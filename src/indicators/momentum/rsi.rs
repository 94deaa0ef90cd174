//! RSI (Relative Strength Index) indicator

use crate::common::{Cmp, Ladder};
use crate::models::indicators::{RsiIndicator, RsiZone};
use crate::models::market::PriceBar;

const RSI_ZONES: Ladder<RsiZone> = Ladder::new(
    &[
        (Cmp::AtLeast, 70.0, RsiZone::Overbought),
        (Cmp::AtLeast, 60.0, RsiZone::Bullish),
        (Cmp::AtLeast, 40.0, RsiZone::Neutral),
        (Cmp::AtLeast, 30.0, RsiZone::Bearish),
    ],
    RsiZone::Oversold,
);

/// Calculate RSI indicator
///
/// RSI = 100 - (100 / (1 + RS))
/// RS = Average Gain / Average Loss, both simple means over the trailing
/// `period` close-to-close deltas.
pub fn calculate_rsi(bars: &[PriceBar], period: u32) -> Option<RsiIndicator> {
    let period_len = period as usize;
    if period == 0 || bars.len() < period_len + 1 {
        return None;
    }

    let deltas: Vec<f64> = bars.windows(2).map(|w| w[1].close - w[0].close).collect();
    let window = &deltas[deltas.len() - period_len..];

    let avg_gain = window.iter().filter(|d| **d > 0.0).sum::<f64>() / period as f64;
    let avg_loss = window.iter().filter(|d| **d < 0.0).map(|d| d.abs()).sum::<f64>() / period as f64;

    // Zero average loss saturates, flat windows included.
    let value = if avg_loss == 0.0 {
        100.0
    } else {
        let rs = avg_gain / avg_loss;
        100.0 - (100.0 / (1.0 + rs))
    };

    Some(RsiIndicator {
        value,
        period: Some(period),
    })
}

/// Label an RSI reading.
pub fn rsi_zone(rsi: f64) -> RsiZone {
    RSI_ZONES.lookup(rsi)
}
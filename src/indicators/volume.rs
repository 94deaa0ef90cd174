//! Volume regime relative to the trailing average

use crate::common::{math, Cmp, Ladder};
use crate::models::indicators::{VolumeIndicator, VolumeSignal};
use crate::models::market::PriceBar;

const VOLUME_REGIMES: Ladder<VolumeSignal> = Ladder::new(
    &[
        (Cmp::Above, 1.5, VolumeSignal::High),
        (Cmp::Below, 0.7, VolumeSignal::Low),
    ],
    VolumeSignal::Normal,
);

/// Compare `current_volume` with the mean of the trailing `period` bars.
///
/// A zero or missing average yields a ratio of 1.0.
pub fn calculate_volume(bars: &[PriceBar], current_volume: f64, period: u32) -> VolumeIndicator {
    let volumes: Vec<f64> = bars.iter().map(|b| b.volume).collect();
    let volume_ma = math::sma(&volumes, period as usize).unwrap_or(0.0);
    let ratio = if volume_ma > 0.0 {
        current_volume / volume_ma
    } else {
        1.0
    };

    VolumeIndicator {
        volume: current_volume,
        volume_ma,
        volume_ma_period: period,
        ratio,
    }
}

pub fn volume_signal(ratio: f64) -> VolumeSignal {
    VOLUME_REGIMES.lookup(ratio)
}
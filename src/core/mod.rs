//! Core application primitives

pub mod session;

pub use session::*;
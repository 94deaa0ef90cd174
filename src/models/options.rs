//! Options trade structures.

use serde::{Deserialize, Serialize};

#[derive(Debug, Clone, Copy, PartialEq, Eq, Hash, Serialize, Deserialize)]
#[serde(rename_all = "UPPERCASE")]
pub enum OptionKind {
    Call,
    Put,
}

#[derive(Debug, Clone, Copy, PartialEq, Eq, Hash, Serialize, Deserialize)]
#[serde(rename_all = "UPPERCASE")]
pub enum LegSide {
    Buy,
    Sell,
}

#[derive(Debug, Clone, Copy, PartialEq, Eq, Hash, PartialOrd, Ord, Serialize, Deserialize)]
#[serde(rename_all = "snake_case")]
pub enum StrategyKind {
    BullCallSpread,
    BearPutSpread,
    IronCondor,
    IronButterfly,
    LongStraddle,
    LongStrangle,
    ShortStraddle,
    BullPutSpread,
    BearCallSpread,
    LongCall,
    LongPut,
}

impl StrategyKind {
    pub const ALL: [StrategyKind; 11] = [
        StrategyKind::BullCallSpread,
        StrategyKind::BearPutSpread,
        StrategyKind::IronCondor,
        StrategyKind::IronButterfly,
        StrategyKind::LongStraddle,
        StrategyKind::LongStrangle,
        StrategyKind::ShortStraddle,
        StrategyKind::BullPutSpread,
        StrategyKind::BearCallSpread,
        StrategyKind::LongCall,
        StrategyKind::LongPut,
    ];
}

#[derive(Debug, Clone, Copy, PartialEq, Serialize, Deserialize)]
pub struct OptionLeg {
    pub side: LegSide,
    pub kind: OptionKind,
    pub strike: f64,
    pub expiry_days: u32,
    pub lots: u32,
    pub lot_size: u32,
    /// Per-unit premium.
    pub premium: f64,
}

impl OptionLeg {
    pub fn intrinsic_at(&self, price: f64) -> f64 {
        match self.kind {
            OptionKind::Call => (price - self.strike).max(0.0),
            OptionKind::Put => (self.strike - price).max(0.0),
        }
    }

    pub fn units(&self) -> f64 {
        f64::from(self.lots) * f64::from(self.lot_size)
    }

    /// Expiry profit or loss of this leg in currency.
    pub fn payoff_at(&self, price: f64) -> f64 {
        let intrinsic = self.intrinsic_at(price);
        let per_unit = match self.side {
            LegSide::Buy => intrinsic - self.premium,
            LegSide::Sell => self.premium - intrinsic,
        };
        per_unit * self.units()
    }

    /// Premium paid (positive) or received (negative) in currency.
    pub fn cash_flow(&self) -> f64 {
        match self.side {
            LegSide::Buy => self.premium * self.units(),
            LegSide::Sell => -self.premium * self.units(),
        }
    }
}

/// A concrete, priced trade for one catalog strategy.
#[derive(Debug, Clone, PartialEq, Serialize, Deserialize)]
pub struct StrategySetup {
    pub strategy: StrategyKind,
    pub spot_price: f64,
    pub expiry_days: u32,
    pub legs: Vec<OptionLeg>,
    /// Net debit (positive) or credit (negative) in currency.
    pub net_premium: f64,
    /// `None` when profit is unbounded.
    pub max_profit: Option<f64>,
    /// `None` when loss is unbounded.
    pub max_loss: Option<f64>,
    pub breakeven: Vec<f64>,
    /// Heuristic probability of profit, percent.
    pub probability_of_profit: u8,
}

impl StrategySetup {
    pub fn payoff_at(&self, price: f64) -> f64 {
        self.legs.iter().map(|leg| leg.payoff_at(price)).sum()
    }
}

#[derive(Debug, Clone, Copy, PartialEq, Serialize, Deserialize)]
pub struct PayoffPoint {
    pub price: f64,
    pub payoff: f64,
}

/// Expiry payoff sampled over a price range, ascending by price.
#[derive(Debug, Clone, PartialEq, Serialize, Deserialize)]
pub struct PayoffCurve {
    pub points: Vec<PayoffPoint>,
}

impl PayoffCurve {
    pub fn max_payoff(&self) -> Option<f64> {
        self.points.iter().map(|p| p.payoff).reduce(f64::max)
    }

    pub fn min_payoff(&self) -> Option<f64> {
        self.points.iter().map(|p| p.payoff).reduce(f64::min)
    }

    pub fn first(&self) -> Option<&PayoffPoint> {
        self.points.first()
    }

    pub fn last(&self) -> Option<&PayoffPoint> {
        self.points.last()
    }

    pub fn len(&self) -> usize {
        self.points.len()
    }

    pub fn is_empty(&self) -> bool {
        self.points.is_empty()
    }
}
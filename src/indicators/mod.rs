//! Technical indicators computed from historical price bars.

pub mod engine;
pub mod momentum;
pub mod structure;
pub mod trend;
pub mod volatility;
pub mod volume;

pub use engine::IndicatorEngine;
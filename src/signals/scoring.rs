//! Directional signal score.
//!
//! Seven factors each contribute a bounded integer; the sum lies in -14..=14.
//!
//! | factor            | range |
//! |-------------------|-------|
//! | trend vs SMAs     | ±3    |
//! | RSI momentum      | -3..3 |
//! | MACD              | ±2    |
//! | volatility index  | ±2    |
//! | volume            | ±1    |
//! | breadth           | ±2    |
//! | intraday position | ±1    |

use crate::common::{Cmp, Ladder};
use crate::models::indicators::{IndicatorSet, MacdCrossover, VolumeSignal};
use crate::models::market::MarketSnapshot;
use crate::models::signal::{SignalAssessment, SignalFactor, SignalReason};
use tracing::debug;

pub const MAX_SIGNAL_SCORE: i32 = 15;

/// Breadth only counts when both indices move together within this gap.
const BREADTH_AGREEMENT_PCT: f64 = 0.3;
const BREADTH_MIN_MOVE_PCT: f64 = 0.5;

const VIX_SIGNALS: Ladder<(i32, &str)> = Ladder::new(
    &[
        (Cmp::Below, 12.0, (2, "Very low volatility (stable market)")),
        (Cmp::Below, 15.0, (1, "Low volatility (calm market)")),
        (Cmp::Above, 25.0, (-2, "High volatility (risky market)")),
        (Cmp::Above, 20.0, (-1, "Elevated volatility (caution)")),
    ],
    (0, "Moderate volatility"),
);

#[derive(Debug, Clone, Copy, Default)]
pub struct SignalScorer;

impl SignalScorer {
    pub fn new() -> Self {
        Self
    }

    pub fn score(
        &self,
        snapshot: &MarketSnapshot,
        indicators: &IndicatorSet,
        vix: f64,
    ) -> SignalAssessment {
        let mut reasons = Vec::with_capacity(7);

        reasons.push(Self::trend(indicators));
        reasons.extend(Self::momentum(indicators.rsi));
        reasons.push(Self::macd(indicators));
        reasons.push(Self::volatility(vix));
        reasons.push(Self::volume(indicators.volume_signal, snapshot.pct_change()));
        reasons.push(Self::breadth(snapshot));
        reasons.extend(Self::intraday(snapshot));

        let signal_score = reasons
            .iter()
            .map(|r| r.contribution)
            .sum::<i32>()
            .clamp(-MAX_SIGNAL_SCORE, MAX_SIGNAL_SCORE);

        debug!(signal_score, factors = reasons.len(), "SignalScorer: scored snapshot");

        SignalAssessment {
            signal_score,
            reasons,
        }
    }

    fn trend(indicators: &IndicatorSet) -> SignalReason {
        let (vs20, vs50) = (indicators.price_vs_sma20, indicators.price_vs_sma50);
        let (contribution, text) = if vs20 > 2.0 && vs50 > 2.0 {
            (3, "Strong uptrend (above both SMAs)")
        } else if vs20 > 0.0 && vs50 > 0.0 {
            (2, "Uptrend (above SMAs)")
        } else if vs20 < -2.0 && vs50 < -2.0 {
            (-3, "Strong downtrend (below both SMAs)")
        } else if vs20 < 0.0 && vs50 < 0.0 {
            (-2, "Downtrend (below SMAs)")
        } else {
            (0, "Mixed trend signals")
        };
        reason(SignalFactor::Trend, contribution, text)
    }

    /// Oversold readings are rewarded more than overbought ones are penalised.
    /// Readings exactly on a zone boundary contribute nothing.
    fn momentum(rsi: f64) -> Option<SignalReason> {
        let (contribution, text) = if rsi > 40.0 && rsi < 60.0 {
            (1, "RSI neutral (balanced momentum)")
        } else if rsi > 30.0 && rsi < 40.0 {
            (2, "RSI oversold (bullish reversal setup)")
        } else if rsi > 60.0 && rsi < 70.0 {
            (-1, "RSI approaching overbought")
        } else if rsi > 70.0 {
            (-3, "RSI overbought (bearish reversal risk)")
        } else if rsi < 30.0 {
            (3, "RSI oversold (strong bounce potential)")
        } else {
            return None;
        };
        Some(reason(SignalFactor::Momentum, contribution, text))
    }

    fn macd(indicators: &IndicatorSet) -> SignalReason {
        let histogram = indicators.macd_histogram();
        match indicators.macd_crossover {
            MacdCrossover::Bullish if histogram > 0.0 => {
                reason(SignalFactor::Macd, 2, "MACD bullish crossover")
            }
            MacdCrossover::Bearish if histogram < 0.0 => {
                reason(SignalFactor::Macd, -2, "MACD bearish crossover")
            }
            _ => reason(SignalFactor::Macd, 0, "MACD neutral"),
        }
    }

    fn volatility(vix: f64) -> SignalReason {
        let (contribution, text) = VIX_SIGNALS.lookup(vix);
        reason(SignalFactor::Volatility, contribution, text)
    }

    fn volume(signal: VolumeSignal, pct_change: f64) -> SignalReason {
        match signal {
            VolumeSignal::High if pct_change > 0.0 => {
                reason(SignalFactor::Volume, 1, "High volume with uptrend (conviction)")
            }
            VolumeSignal::High => reason(
                SignalFactor::Volume,
                -1,
                "High volume with downtrend (selling pressure)",
            ),
            VolumeSignal::Low => reason(SignalFactor::Volume, 0, "Low volume (weak conviction)"),
            VolumeSignal::Normal => reason(SignalFactor::Volume, 0, "Normal volume"),
        }
    }

    fn breadth(snapshot: &MarketSnapshot) -> SignalReason {
        let change = snapshot.pct_change();
        if snapshot.breadth_divergence() >= BREADTH_AGREEMENT_PCT {
            return reason(SignalFactor::Breadth, 0, "Market divergence (mixed signals)");
        }
        if change > BREADTH_MIN_MOVE_PCT {
            reason(SignalFactor::Breadth, 2, "Broad market rally (strong conviction)")
        } else if change < -BREADTH_MIN_MOVE_PCT {
            reason(SignalFactor::Breadth, -2, "Broad market decline (weak)")
        } else {
            reason(SignalFactor::Breadth, 0, "Broad market flat")
        }
    }

    fn intraday(snapshot: &MarketSnapshot) -> Option<SignalReason> {
        let position = snapshot.position_in_range()?;
        Some(if position > 0.75 {
            reason(SignalFactor::IntradayPosition, 1, "Near day high (bullish)")
        } else if position < 0.25 {
            reason(SignalFactor::IntradayPosition, -1, "Near day low (bearish)")
        } else {
            reason(SignalFactor::IntradayPosition, 0, "Mid-range position")
        })
    }
}

fn reason(factor: SignalFactor, contribution: i32, description: &str) -> SignalReason {
    SignalReason {
        factor,
        description: description.to_string(),
        contribution,
    }
}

* PROBLEM *
In the material above, find the lines that contain "first" and show them.

* ANSWER TO THE PROBLEM *
    pub fn first(&self) -> Option<&PayoffPoint> {
        self.points.first()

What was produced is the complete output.